6. LSFP agrees and covenants that the Chairman of the Compensation Committee is authorized to negotiate and agree on behalf of LSFP in regard to a 2023 supplemental retention bonus for NSW, GMJ and WCJ (in addition to the company-wide Bonus Pool), and if and only if the amount of such 2023 supplemental retention bonus is mutually agreed upon in writing among the Chairman of the Compensation Committee, NSW, GMJ and WCJ, then one-third of such 2023 supplemental retention bonus shall be paid by LSFP to each of NSW, GMJ and WCJ on or before March 15, 2024, provided that such officer shall not have earlier resigned as an officer of LSFP.

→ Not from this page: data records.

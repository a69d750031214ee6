use serde::ser::SerializeMap;
use serde::{Serialize, Serializer};

pub const PIN_KEY: &str = "PIN";
pub const NAME_KEY: &str = "Name";
pub const GRAND_TOTAL_KEY: &str = "Grand Total";
pub const RESULT_KEY: &str = "Result";
const PHOTO_KEY: &str = "photo";

/// Attribute rows scraped for one roll, in first-seen order.
/// Re-inserting a key overwrites its value in place.
#[derive(Debug, Clone, PartialEq, Eq)]
pub struct StudentRecord {
    fields: Vec<(String, String)>,
    pub photo: Option<String>,
}

impl StudentRecord {
    pub fn new(roll: &str) -> Self {
        Self {
            fields: vec![(PIN_KEY.to_string(), roll.to_string())],
            photo: None,
        }
    }

    pub fn insert(&mut self, key: String, value: String) {
        match self.fields.iter_mut().find(|(k, _)| *k == key) {
            Some(slot) => slot.1 = value,
            None => self.fields.push((key, value)),
        }
    }

    pub fn get(&self, key: &str) -> Option<&str> {
        self.fields
            .iter()
            .find(|(k, _)| k == key)
            .map(|(_, v)| v.as_str())
    }

    pub fn pin(&self) -> &str {
        self.get(PIN_KEY).unwrap_or_default()
    }

    pub fn fields(&self) -> &[(String, String)] {
        &self.fields
    }

    /// Number of attributes beyond `PIN`.
    pub fn attribute_count(&self) -> usize {
        self.fields.iter().filter(|(k, _)| k != PIN_KEY).count()
    }
}

impl Serialize for StudentRecord {
    fn serialize<S: Serializer>(&self, serializer: S) -> Result<S::Ok, S::Error> {
        // `photo` is reserved for the embedded image
        let scraped: Vec<_> = self.fields.iter().filter(|(k, _)| k != PHOTO_KEY).collect();
        let mut map = serializer.serialize_map(Some(scraped.len() + 1))?;
        for (k, v) in scraped {
            map.serialize_entry(k, v)?;
        }
        map.serialize_entry(PHOTO_KEY, &self.photo)?;
        map.end()
    }
}

#[derive(Debug, Clone, Default, PartialEq, Eq, Serialize)]
pub struct SubjectRecord {
    pub code: String,
    pub external: String,
    pub internal: String,
    pub total: String,
    pub grade: String,
    pub status: String,
}

impl SubjectRecord {
    pub fn is_failed(&self) -> bool {
        self.status == "F"
    }
}

#[derive(Debug, Clone, PartialEq, Eq)]
pub struct BulkResultEntry {
    pub roll: String,
    pub name: String,
    pub total: String,
    pub result: String,
    pub fail_count: Option<u32>,
}

impl BulkResultEntry {
    pub fn has_result(&self) -> bool {
        self.fail_count.is_some()
    }
}

/// One line of the full export. A separator has every column blank.
#[derive(Debug, Clone, Default, PartialEq, Eq)]
pub struct FullExportRow {
    pub roll: String,
    pub subject: String,
    pub external: String,
    pub internal: String,
    pub total: String,
    pub grade: String,
    pub status: String,
}

impl FullExportRow {
    pub fn from_subject(roll: &str, s: &SubjectRecord) -> Self {
        Self {
            roll: roll.to_string(),
            subject: s.code.clone(),
            external: s.external.clone(),
            internal: s.internal.clone(),
            total: s.total.clone(),
            grade: s.grade.clone(),
            status: s.status.clone(),
        }
    }

    pub fn separator() -> Self {
        Self::default()
    }

    pub fn is_separator(&self) -> bool {
        *self == Self::default()
    }
}

#[cfg(test)]
mod tests {
    use super::*;

    #[test]
    fn pin_always_first() {
        let s = StudentRecord::new("25ABC-CM-001");
        assert_eq!(s.pin(), "25ABC-CM-001");
        assert_eq!(s.attribute_count(), 0);
        assert_eq!(s.fields()[0].0, PIN_KEY);
    }

    #[test]
    fn insert_overwrites_in_place() {
        let mut s = StudentRecord::new("r");
        s.insert("Name".into(), "A".into());
        s.insert("Result".into(), "Pass".into());
        s.insert("Name".into(), "B".into());
        assert_eq!(s.get("Name"), Some("B"));
        let keys: Vec<&str> = s.fields().iter().map(|(k, _)| k.as_str()).collect();
        assert_eq!(keys, vec!["PIN", "Name", "Result"]);
    }

    #[test]
    fn failed_is_exact_match() {
        let mut s = SubjectRecord::default();
        for (status, failed) in [("F", true), ("f", false), ("P", false), ("", false), (" F", false)] {
            s.status = status.to_string();
            assert_eq!(s.is_failed(), failed, "status {:?}", status);
        }
    }

    #[test]
    fn student_json_keeps_order() {
        let mut s = StudentRecord::new("r1");
        s.insert("Name".into(), "Ravi".into());
        let json = serde_json::to_string(&s).unwrap();
        assert_eq!(json, r#"{"PIN":"r1","Name":"Ravi","photo":null}"#);
    }

    #[test]
    fn scraped_photo_row_does_not_duplicate_json_key() {
        let mut s = StudentRecord::new("r1");
        s.insert("photo".into(), "see office".into());
        s.photo = Some("data:image/png;base64,AA".into());
        let json = serde_json::to_string(&s).unwrap();
        assert_eq!(json, r#"{"PIN":"r1","photo":"data:image/png;base64,AA"}"#);
        assert_eq!(s.get("photo"), Some("see office"));
    }
}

7. Excepting only as expressly modified or amended pursuant to this Agreement, all other terms and conditions of the Merger Agreement, the Amended Compensation Agreement, the Executive Employment Agreements, the Lease, the December 30, 2021 Agreement, and all other agreements among any of the Parties shall remain in full force and effect following the execution and delivery of this Agreement.
In Witness Whereof, the Parties have executed and delivered this Agreement as of the date first set forth above.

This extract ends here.